╭─ THE RECORDS
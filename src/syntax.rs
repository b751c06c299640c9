//! Template syntax: placeholder tokens and their substitution.
pub mod placeholder;

pub use placeholder::{
    Dictionary,
    LANG_KEY,
    NestedPlaceholder,
    Placeholder,
    Substitution,
    find_placeholders,
    substitute,
};
/// Flatten the translation tree into entries keyed by dot-separated paths.
///
/// Members of an object holding a string (or a number/boolean, stringified)
/// are the translations of that object's key, keyed by language code.
/// Members holding an object are nested entries.
///
/// # Examples
/// ```
/// use serde_json::json;
/// use email_template_builder::input::translation::flatten_translations;
///
/// let tree = json!({
///     "greeting": { "cs": "Ahoj", "de": "Hallo" },
///     "links": {
///         "shop_url": { "cs": "https://example.cz" }
///     }
/// });
///
/// let entries = flatten_translations(tree.as_object().unwrap(), ".");
/// assert_eq!(entries.len(), 2);
/// assert_eq!(entries[0].key, "greeting");
/// assert_eq!(entries[1].key, "links.shop_url");
/// assert_eq!(entries[1].value("cs"), Some("https://example.cz"));
/// ```
#[must_use]
pub fn flatten_translations(tree: &Map<String, Value>, separator: &str) -> Vec<TranslationEntry> {
    let mut result = Vec::new();
    flatten_object(tree, separator, None, &mut result);
    result.into_iter().map(|flattened| flattened.entry).collect()
}

/// Walks `map`, pushing an entry for every object with language values.
fn flatten_object(
    map: &Map<String, Value>,
    separator: &str,
    prefix: Option<&str>,
    result: &mut Vec<Flattened>,
) {
    for (key, value) in map {
        let full_key = prefix.map_or_else(|| key.clone(), |p| format!("{p}{separator}{key}"));

        let Value::Object(children) = value else {
            if prefix.is_none() {
                tracing::debug!("Skipping '{full_key}': not a language map");
            }
            continue;
        };

        let values: HashMap<String, String> = children
            .iter()
            .filter_map(|(language, text)| {
                leaf_text(text).map(|text| (language.clone(), text))
            })
            .collect();

        if !values.is_empty() {
            result.push(Flattened {
                entry: TranslationEntry { key: full_key.clone(), values },
                leaf: prefix.map(|_| key.clone()),
            });
        }

        flatten_object(children, separator, Some(&full_key), result);
    }
}

/// Text of a language value; `None` for values that are not one.
fn leaf_text(value: &Value) -> Option<String> {
    match value {
        Value::String(s) => Some(s.clone()),
        Value::Number(_) | Value::Bool(_) => Some(value.to_string()),
        Value::Null | Value::Array(_) | Value::Object(_) => None,
    }
}

impl TranslationTable {
    /// Builds the table from a whole translation document.
    ///
    /// Returns `None` when the document has no `translations` object.
    #[must_use]
    pub fn from_document(document: &Value, separator: &str) -> Option<Self> {
        let tree = document.get(TRANSLATIONS_ROOT)?.as_object()?;
        Some(Self::from_tree(tree, separator))
    }

    /// Builds the table from the object under `translations`.
    #[must_use]
    pub fn from_tree(tree: &Map<String, Value>, separator: &str) -> Self {
        let mut flattened = Vec::new();
        flatten_object(tree, separator, None, &mut flattened);

        let mut table = Self::default();
        let mut leaves: HashMap<String, Option<usize>> = HashMap::new();

        for Flattened { entry, leaf } in flattened {
            if table.index.contains_key(&entry.key) {
                tracing::warn!("Duplicate translation key '{}', keeping the first one", entry.key);
                continue;
            }
            let position = table.entries.len();
            if let Some(leaf) = leaf {
                leaves.entry(leaf).and_modify(|slot| *slot = None).or_insert(Some(position));
            }
            table.index.insert(entry.key.clone(), position);
            table.entries.push(entry);
        }

        for (leaf, slot) in leaves {
            if table.index.contains_key(&leaf) {
                continue;
            }
            match slot {
                Some(position) => {
                    table.aliases.insert(leaf, position);
                }
                None => {
                    tracing::warn!(
                        "Nested key name '{leaf}' is used by several groups; \
                         use the full key to reference it"
                    );
                }
            }
        }

        table
    }

    /// Looks up an entry by full key, then by leaf name.
    #[must_use]
    pub fn get(&self, key: &str) -> Option<&TranslationEntry> {
        self.index
            .get(key)
            .or_else(|| self.aliases.get(key))
            .and_then(|&position| self.entries.get(position))
    }

    #[must_use]
    pub fn len(&self) -> usize {
        self.entries.len()
    }

    #[must_use]
    pub fn is_empty(&self) -> bool {
        self.entries.is_empty()
    }

    /// Every language code that has at least one value.
    #[must_use]
    pub fn languages(&self) -> BTreeSet<&str> {
        self.entries.iter().flat_map(|entry| entry.values.keys().map(String::as_str)).collect()
    }

    /// Key -> value for `language`, under both full keys and leaf aliases.
    #[must_use]
    pub fn resolve(&self, language: &str) -> HashMap<String, String> {
        let full = self.index.iter();
        let aliased = self.aliases.iter();

        full.chain(aliased)
            .filter_map(|(key, &position)| {
                let value = self.entries.get(position)?.value(language)?;
                Some((key.clone(), value.to_string()))
            })
            .collect()
    }

    /// Full keys with a value for `language` that `used_keys` never names,
    /// neither by full key nor by leaf alias. Sorted.
    #[must_use]
    pub fn unused_keys(&self, language: &str, used_keys: &BTreeSet<String>) -> Vec<&str> {
        let mut referenced = vec![false; self.entries.len()];
        for (key, &position) in self.index.iter().chain(&self.aliases) {
            if used_keys.contains(key)
                && let Some(flag) = referenced.get_mut(position)
            {
                *flag = true;
            }
        }

        let mut keys: Vec<&str> = self
            .entries
            .iter()
            .zip(referenced)
            .filter(|(entry, referenced)| !referenced && entry.value(language).is_some())
            .map(|(entry, _)| entry.key.as_str())
            .collect();
        keys.sort_unstable();
        keys
    }

    /// Full keys whose `language` value is empty or only whitespace, sorted.
    #[must_use]
    pub fn keys_with_empty_value(&self, language: &str) -> Vec<&str> {
        let mut keys: Vec<&str> = self
            .entries
            .iter()
            .filter(|entry| entry.value(language).is_some_and(|value| value.trim().is_empty()))
            .map(|entry| entry.key.as_str())
            .collect();
        keys.sort_unstable();
        keys
    }

    /// Full keys with no value for `language`, sorted.
    #[must_use]
    pub fn keys_missing_language(&self, language: &str) -> Vec<&str> {
        let mut keys: Vec<&str> = self
            .entries
            .iter()
            .filter(|entry| entry.value(language).is_none())
            .map(|entry| entry.key.as_str())
            .collect();
        keys.sort_unstable();
        keys
    }
}
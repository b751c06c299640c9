//! Template source input definitions.

use std::path::{
    Path,
    PathBuf,
};

use super::error::InputError;

/// HTML template as read from disk.
#[derive(Debug, Clone, PartialEq, Eq)]
pub struct TemplateSource {
    pub path: PathBuf,
    pub text: String,
}

impl TemplateSource {
    #[must_use]
    pub fn new(path: impl Into<PathBuf>, text: impl Into<String>) -> Self {
        Self { path: path.into(), text: text.into() }
    }

    /// File name without directories, for messages.
    #[must_use]
    pub fn file_name(&self) -> String {
        self.path
            .file_name()
            .map_or_else(|| self.path.display().to_string(), |name| name.to_string_lossy().into_owned())
    }
}

/// Load the HTML template.
///
/// # Errors
/// Returns error if the file is missing, unreadable or not UTF-8.
pub fn load_template_file(file_path: &Path) -> Result<TemplateSource, InputError> {
    let text = std::fs::read_to_string(file_path)
        .map_err(|source| InputError::Read { path: file_path.to_path_buf(), source })?;

    tracing::debug!(path = %file_path.display(), bytes = text.len(), "Loaded template");

    Ok(TemplateSource::new(file_path, text))
}
//! Intermediate representations shared between input loading and rendering.
pub mod translation;
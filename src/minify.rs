//! HTML minification for pasted email templates.
//!
//! Only comments and whitespace are touched; markup is never parsed.

use std::ops::Range;
use std::sync::LazyLock;

use regex::{
    Captures,
    Regex,
};

use crate::config::MinifyConfig;

/// Either a conditional-comment opener to keep (`keep`) or a whole comment.
///
/// Conditional openers are `<!--[if ...]>`, the `<!--<![endif]-->` closer of
/// downlevel-revealed blocks and the `<!-->` that ends `<!--[if !mso]><!-->`.
#[allow(clippy::expect_used)]
static COMMENT: LazyLock<Regex> = LazyLock::new(|| {
    Regex::new(r"(?s)(?P<keep><!--(?:\[if|<!\[endif\]|>))|<!--.*?-->")
        .expect("comment pattern is valid")
});

#[allow(clippy::expect_used)]
static WHITESPACE: LazyLock<Regex> =
    LazyLock::new(|| Regex::new(r"[\s\x1C-\x1F]+").expect("whitespace pattern is valid"));

/// Removes HTML comments, keeping conditional comments intact.
///
/// A `<!--` without a closing `-->` is left as it is.
#[must_use]
pub fn strip_comments(html: &str) -> String {
    COMMENT
        .replace_all(html, |caps: &Captures<'_>| {
            caps.name("keep").map_or_else(String::new, |m| m.as_str().to_string())
        })
        .into_owned()
}

/// Byte ranges of the comments [`strip_comments`] removes from `html`.
#[must_use]
pub fn comment_spans(html: &str) -> Vec<Range<usize>> {
    COMMENT
        .captures_iter(html)
        .filter(|caps| caps.name("keep").is_none())
        .filter_map(|caps| caps.get(0))
        .map(|comment| comment.range())
        .collect()
}

/// Collapses every whitespace run to a single space and trims both ends.
///
/// The information separators U+001C to U+001F count as whitespace too.
#[must_use]
pub fn collapse_whitespace(html: &str) -> String {
    WHITESPACE.replace_all(html, " ").trim().to_string()
}

/// Applies the passes enabled in `config`, comments first.
#[must_use]
pub fn minify(html: &str, config: MinifyConfig) -> String {
    let stripped = if config.strip_comments { strip_comments(html) } else { html.to_string() };

    if config.collapse_whitespace { collapse_whitespace(&stripped) } else { stripped }
}
//! Command-line entry point.

use std::io;
use std::path::PathBuf;

use clap::Parser;
use email_template_builder::TemplateBuilder;
use email_template_builder::config::{
    ConfigManager,
    SettingsOverrides,
};
use email_template_builder::report::write_report;

/// Command-line arguments.
#[derive(Parser)]
#[command(
    name = "email-template-builder",
    version,
    about = "Build size-limited, translated HTML email templates"
)]
struct Cli {
    /// Directory holding the template, translations and output.
    #[arg(short, long, default_value = ".")]
    dir: PathBuf,

    /// Settings file. Defaults to `.template-build.json` in `--dir`.
    #[arg(short, long)]
    config: Option<PathBuf>,

    /// Language to build; repeat for several.
    #[arg(short, long = "lang", value_name = "LANG")]
    languages: Vec<String>,

    /// Output file name; `{lang}` is replaced by the language code.
    #[arg(short, long)]
    output: Option<String>,

    /// Character limit of the template editor.
    #[arg(long, value_name = "CHARS")]
    limit: Option<usize>,

    /// Exit with an error when an output exceeds the limit.
    #[arg(long)]
    fail_on_overflow: bool,
}

impl Cli {
    /// Settings given on the command line.
    fn overrides(&self) -> SettingsOverrides {
        SettingsOverrides {
            languages: self.languages.clone(),
            output_file: self.output.clone(),
            size_limit: self.limit,
            fail_on_overflow: self.fail_on_overflow,
        }
    }
}

fn main() -> anyhow::Result<()> {
    let cli = Cli::parse();

    tracing_subscriber::fmt()
        .with_env_filter(
            tracing_subscriber::EnvFilter::try_from_default_env()
                .unwrap_or_else(|_| tracing_subscriber::EnvFilter::new("warn")),
        )
        .with_writer(io::stderr)
        .init();

    let mut config_manager = ConfigManager::new();
    config_manager.load_settings(&cli.dir, cli.config.as_deref())?;
    config_manager.apply_overrides(&cli.overrides())?;

    let builder = TemplateBuilder::new(&cli.dir, config_manager.get_settings().clone());
    let outcome = builder.build()?;

    write_report(&mut io::stdout().lock(), &outcome.artifacts)?;

    if builder.settings().fail_on_overflow {
        outcome.check_limits()?;
    }

    Ok(())
}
╰─
• EXERCISE DETAILS
In which lines of the records does the word "holding" appear? Copy each of them.

• PROBLEM SOLUTION
/// Members of an object holding a string (or a number/boolean, stringified)
/// Members holding an object are nested entries.
    /// Directory holding the template, translations and output.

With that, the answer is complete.